I Still Stand with Duncan

I Still Stand with Duncan

On Monday night, Australia got a new hero in the form of a man named Duncan Storrar, who articulated the inequality created by the budget’s tax cuts on ABC’s Q&A.

In response to the government’s decision to reduce income tax for Australians earning more than $80 000 a year, Storrar challenged Federal Minister and Q&A panelist Kelly O’Dwyer, making her look like a heartless miser (admittedly not a hard task).

“I’ve got a disability and a low education, that means I’ve spent my whole life working off a minimum wage,” said Storrar.

“You’re gonna lift the tax-free threshold for rich people? If you lift my tax-free threshold, that changes my life … I get to say to my little girls, ‘Daddy’s not broke this weekend. We can go to the pictures’.”

Not one to be deterred by a display of humanity, O’Dwyer dismissed Storrar’s pleas and gave an example of a café owner with a turnover of over $2 million per annum who could now buy a “$6000 toaster” and hire more staff.

Similarly missing the point, CEO of the Australian Industry Group Innes Willox chimed in to set Storrar straight.

“If you’re on a minimum wage with a family, you would not pay much tax if any at all,” said Willox.

“I pay tax every time I go to the supermarket, every time I hop in my car,” Storrar responded.

At first, viewers and the general public showered Storrar—who is a part-time truck driver and suffers from PTSD—with support. Not only did the hashtag #istandwithduncan start trending on social media, but a fundraising campaign to buy him a toaster was launched, with more $60 000 raised by the time it wound down yesterday.
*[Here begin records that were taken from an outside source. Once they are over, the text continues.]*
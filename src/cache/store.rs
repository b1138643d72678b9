//! Local Store Module
//!
//! Bounded in-process store combining HashMap storage with LRU tracking and TTL expiration.

use std::collections::HashMap;
use std::sync::{Arc, Mutex, MutexGuard};

use serde_json::Value;
use tracing::debug;

use crate::cache::{CacheEntry, CacheStats, LruTracker};

// == Store State ==
#[derive(Debug)]
struct StoreState {
    /// Key-value storage
    entries: HashMap<String, CacheEntry>,
    /// LRU access tracker
    lru: LruTracker,
    /// Performance statistics
    stats: CacheStats,
    /// Maximum number of entries allowed
    max_entries: usize,
}

impl StoreState {
    fn drop_entry(&mut self, key: &str) -> bool {
        let existed = self.entries.remove(key).is_some();
        self.lru.remove(key);
        self.stats.set_total_entries(self.entries.len());
        existed
    }
}

// == Local Store ==
/// In-process cache with LRU eviction and per-entry TTL.
///
/// Cloning is cheap and every clone shares the same entries. All access goes
/// through an internal lock that is never held across an `.await`.
#[derive(Debug, Clone)]
pub struct LocalStore {
    state: Arc<Mutex<StoreState>>,
}

impl LocalStore {
    // == Constructor ==
    /// Creates a new LocalStore holding at most `max_entries` entries (minimum 1).
    pub fn new(max_entries: usize) -> Self {
        Self {
            state: Arc::new(Mutex::new(StoreState {
                entries: HashMap::new(),
                lru: LruTracker::new(),
                stats: CacheStats::new(),
                max_entries: max_entries.max(1),
            })),
        }
    }

    fn lock(&self) -> MutexGuard<'_, StoreState> {
        // A panic while holding the lock cannot leave the map half-written,
        // so a poisoned guard is still usable.
        self.state.lock().unwrap_or_else(|poisoned| poisoned.into_inner())
    }

    // == Set ==
    /// Stores a value expiring `ttl_seconds` from now.
    ///
    /// If the key already exists, the value is overwritten and its TTL reset.
    /// If the store is at capacity, the least recently used entry is evicted first.
    pub fn set(&self, key: &str, value: Value, ttl_seconds: u64) {
        let mut state = self.lock();

        let is_overwrite = state.entries.contains_key(key);
        if !is_overwrite && state.entries.len() >= state.max_entries {
            if let Some(evicted_key) = state.lru.evict_oldest() {
                state.entries.remove(&evicted_key);
                state.stats.record_eviction();
                debug!(key = %evicted_key, "Evicted least recently used entry");
            }
        }

        state
            .entries
            .insert(key.to_string(), CacheEntry::new(value, ttl_seconds));
        state.lru.touch(key);

        let len = state.entries.len();
        state.stats.set_total_entries(len);
    }

    // == Get ==
    /// Returns a clone of the live value for `key`.
    ///
    /// Expired entries are purged and reported as a miss. A stored JSON
    /// `null` is returned as `Some(Value::Null)`.
    pub fn get(&self, key: &str) -> Option<Value> {
        self.get_with(key, |value| Some(value.clone()))
    }

    /// Looks up `key` and maps the live value through `read`.
    ///
    /// The lookup counts as a hit, and refreshes LRU order, only when `read`
    /// returns `Some`. Otherwise it counts as a miss and the entry stays put.
    /// `read` runs under the store lock and must not call back into the store.
    pub fn get_with<R>(&self, key: &str, read: impl FnOnce(&Value) -> Option<R>) -> Option<R> {
        let mut state = self.lock();

        match state.entries.get(key).map(CacheEntry::is_expired) {
            None => {
                state.stats.record_miss();
                return None;
            }
            Some(true) => {
                state.drop_entry(key);
                state.stats.record_expirations(1);
                state.stats.record_miss();
                return None;
            }
            Some(false) => {}
        }

        let result = state.entries.get(key).and_then(|entry| read(&entry.value));
        if result.is_some() {
            state.stats.record_hit();
            state.lru.touch(key);
        } else {
            state.stats.record_miss();
        }
        result
    }

    // == Delete ==
    /// Removes an entry, returning whether a live entry existed.
    pub fn delete(&self, key: &str) -> bool {
        let mut state = self.lock();
        let live = state
            .entries
            .get(key)
            .map(|entry| !entry.is_expired())
            .unwrap_or(false);
        state.drop_entry(key);
        live
    }

    // == Clear ==
    /// Removes every entry. Counters other than `total_entries` are kept.
    pub fn clear(&self) {
        let mut state = self.lock();
        state.entries.clear();
        state.lru.clear();
        state.stats.set_total_entries(0);
    }

    // == Cleanup Expired ==
    /// Removes all expired entries, returning how many were removed.
    pub fn cleanup_expired(&self) -> usize {
        let mut state = self.lock();

        let expired_keys: Vec<String> = state
            .entries
            .iter()
            .filter(|(_, entry)| entry.is_expired())
            .map(|(key, _)| key.clone())
            .collect();

        for key in &expired_keys {
            state.drop_entry(key);
        }

        state.stats.record_expirations(expired_keys.len());
        expired_keys.len()
    }

    // == Time To Live ==
    /// Remaining lifetime of a live entry in milliseconds. Does not touch LRU order.
    pub fn ttl_remaining_ms(&self, key: &str) -> Option<u64> {
        self.lock()
            .entries
            .get(key)
            .filter(|entry| !entry.is_expired())
            .map(CacheEntry::ttl_remaining_ms)
    }

    // == Stats ==
    pub fn stats(&self) -> CacheStats {
        self.lock().stats.clone()
    }

    pub fn len(&self) -> usize {
        self.lock().entries.len()
    }

    pub fn is_empty(&self) -> bool {
        self.lock().entries.is_empty()
    }

    pub fn capacity(&self) -> usize {
        self.lock().max_entries
    }
}

// == Unit Tests ==
#[cfg(test)]
mod tests {
    use super::*;
    use serde_json::json;
    use std::thread::sleep;
    use std::time::Duration;

    #[test]
    fn test_get_with_rejected_value_is_a_miss() {
        let store = LocalStore::new(2);
        store.set("a", json!("text"), 60);
        store.set("b", json!(2), 60);

        assert_eq!(store.get_with("a", |value| value.as_u64()), None);

        let stats = store.stats();
        assert_eq!(stats.hits, 0);
        assert_eq!(stats.misses, 1);

        // "a" was not refreshed, so it is still the eviction candidate
        store.set("c", json!(3), 60);
        assert!(store.get("a").is_none());
        assert_eq!(store.get_with("b", |value| value.as_u64()), Some(2));
    }

    #[test]
    fn test_store_new() {
        let store = LocalStore::new(100);
        assert_eq!(store.len(), 0);
        assert!(store.is_empty());
        assert_eq!(store.capacity(), 100);
    }

    #[test]
    fn test_store_zero_capacity_is_clamped() {
        let store = LocalStore::new(0);
        store.set("a", json!(1), 60);
        assert_eq!(store.capacity(), 1);
        assert_eq!(store.get("a"), Some(json!(1)));
    }

    #[test]
    fn test_store_set_and_get() {
        let store = LocalStore::new(100);

        store.set("key1", json!(["one", "two"]), 300);

        assert_eq!(store.get("key1"), Some(json!(["one", "two"])));
        assert_eq!(store.len(), 1);
    }

    #[test]
    fn test_store_get_nonexistent() {
        let store = LocalStore::new(100);
        assert_eq!(store.get("nonexistent"), None);
    }

    #[test]
    fn test_store_null_is_a_hit() {
        let store = LocalStore::new(100);

        store.set("nothing", Value::Null, 300);

        assert_eq!(store.get("nothing"), Some(Value::Null));
        assert_eq!(store.get("never-set"), None);
        assert_eq!(store.stats().hits, 1);
        assert_eq!(store.stats().misses, 1);
    }

    #[test]
    fn test_store_delete() {
        let store = LocalStore::new(100);

        store.set("key1", json!("value1"), 300);

        assert!(store.delete("key1"));
        assert!(store.is_empty());
        assert_eq!(store.get("key1"), None);
        assert!(!store.delete("key1"));
    }

    #[test]
    fn test_store_overwrite() {
        let store = LocalStore::new(100);

        store.set("key1", json!("value1"), 300);
        store.set("key1", json!("value2"), 300);

        assert_eq!(store.get("key1"), Some(json!("value2")));
        assert_eq!(store.len(), 1);
    }

    #[test]
    fn test_store_ttl_expiration() {
        let store = LocalStore::new(100);

        store.set("key1", json!("value1"), 1);
        assert!(store.get("key1").is_some());

        sleep(Duration::from_millis(1100));

        assert_eq!(store.get("key1"), None);
        assert!(store.is_empty());
        assert_eq!(store.stats().expirations, 1);
    }

    #[test]
    fn test_store_delete_expired_reports_absent() {
        let store = LocalStore::new(100);
        store.set("key1", json!(1), 1);

        sleep(Duration::from_millis(1100));

        assert!(!store.delete("key1"));
        assert!(store.is_empty());
    }

    #[test]
    fn test_store_lru_eviction() {
        let store = LocalStore::new(3);

        store.set("key1", json!(1), 300);
        store.set("key2", json!(2), 300);
        store.set("key3", json!(3), 300);

        // Store is full, adding key4 evicts key1 (oldest)
        store.set("key4", json!(4), 300);

        assert_eq!(store.len(), 3);
        assert_eq!(store.get("key1"), None);
        assert!(store.get("key2").is_some());
        assert!(store.get("key3").is_some());
        assert!(store.get("key4").is_some());
        assert_eq!(store.stats().evictions, 1);
    }

    #[test]
    fn test_store_lru_touch_on_get() {
        let store = LocalStore::new(3);

        store.set("key1", json!(1), 300);
        store.set("key2", json!(2), 300);
        store.set("key3", json!(3), 300);

        store.get("key1");

        // key2 is now the oldest
        store.set("key4", json!(4), 300);

        assert!(store.get("key1").is_some());
        assert_eq!(store.get("key2"), None);
    }

    #[test]
    fn test_store_overwrite_at_capacity_does_not_evict() {
        let store = LocalStore::new(2);

        store.set("key1", json!(1), 300);
        store.set("key2", json!(2), 300);
        store.set("key1", json!(10), 300);

        assert_eq!(store.len(), 2);
        assert_eq!(store.get("key2"), Some(json!(2)));
        assert_eq!(store.stats().evictions, 0);
    }

    #[test]
    fn test_store_clear() {
        let store = LocalStore::new(100);
        store.set("a", json!(1), 300);
        store.set("b", json!(2), 300);

        store.clear();

        assert!(store.is_empty());
        assert_eq!(store.get("a"), None);
        assert_eq!(store.get("b"), None);
        assert_eq!(store.stats().total_entries, 0);
    }

    #[test]
    fn test_store_cleanup_expired() {
        let store = LocalStore::new(100);

        store.set("key1", json!("short"), 1);
        store.set("key2", json!("long"), 10);

        sleep(Duration::from_millis(1100));

        assert_eq!(store.cleanup_expired(), 1);
        assert_eq!(store.len(), 1);
        assert!(store.get("key2").is_some());
    }

    #[test]
    fn test_store_ttl_remaining() {
        let store = LocalStore::new(10);
        store.set("key1", json!(1), 10);

        let remaining = store.ttl_remaining_ms("key1").unwrap();
        assert!(remaining > 9_000 && remaining <= 10_000);
        assert_eq!(store.ttl_remaining_ms("missing"), None);
    }

    #[test]
    fn test_store_clones_share_entries() {
        let store = LocalStore::new(10);
        let other = store.clone();

        store.set("shared", json!({"count": 42}), 300);

        assert_eq!(other.get("shared"), Some(json!({"count": 42})));
    }

    #[test]
    fn test_store_concurrent_writers() {
        let store = LocalStore::new(1000);

        let handles: Vec<_> = (0..8)
            .map(|t| {
                let store = store.clone();
                std::thread::spawn(move || {
                    for i in 0..50 {
                        store.set(&format!("t{}:k{}", t, i), json!(t * 100 + i), 300);
                    }
                })
            })
            .collect();

        for handle in handles {
            handle.join().unwrap();
        }

        assert_eq!(store.len(), 400);
        assert_eq!(store.get("t3:k7"), Some(json!(307)));
    }
}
But then Storrar fell from grace. Determined not to let someone poor and disabled get away with such a public feat of questioning authority, The Australian newspaper began sniffing around in his past looking for dirt to discredit him with.

And they found it.

On Wednesday, The Australian ran an article entited, “ABC’s ‘budget fairness’ victim pays no net tax”. All that means is Storrar pays less tax than he receives in government benefits, which is exactly how a good welfare system should work provided it is tightly means tested, but the paper didn’t stop there.

“Q&A’s ‘national hero’ Duncan Storrar convicted for kill threats,” blared a headline yesterday. “The truth about my father, Duncan Storrar, the Q&A ‘hero’” said another.

“Q&A star Duncan Storrar exposed as thug as public raise $60,000” said the Herald Sun, coincidentally also owned by News Corp. That particular publication took it one step further too, running another article entitled, “Dubbing Duncan Storrar ‘a national hero’ shows Australia has become all about ‘what’s in it for me’” (no I am not making this shit up).

Of course, the ABC has also suffered from the backlash.

“The ABC presented him as a ‘new national hero’ and a low-paid Aussie battler, but Duncan ­Storrar’s son, Aztec Major, paints a very different picture of his ­father,” said Thursday’s interview in The Australian. “ABC hero to villain”, declared the Herald Sun’s front cover today.

So Storrar is not a perfect victim. He has a criminal record that includes assault charges, and, according to his adult son, was an absent parent who has used drugs in the past. But does that invalidate the highly relevant points he raised during Q&A about inequality in Australia? No. And does that mean he is not entitled to the funds people have raised for him, as many have suggested? No – it bloody does not.

By focusing on Storrar’s past, all News Corp is trying to do is deflect from the bigger issues at stake. Do not turn this opportunity to spark an important conversation about inequitable distribution in Australia into a witch hunt. All you are doing is playing straight into the hands of conservative politicians and people like Murdoch, whose sole aim in championing shit like this is to crusade against the ABC and assist the Liberal Party with their election campaign. It is not okay to publicly shame someone and dredge up their past just because they asked a legitimate question. Australia’s class warfare is savage, and until we all start asking questions like Storrar did, nothing is going to change.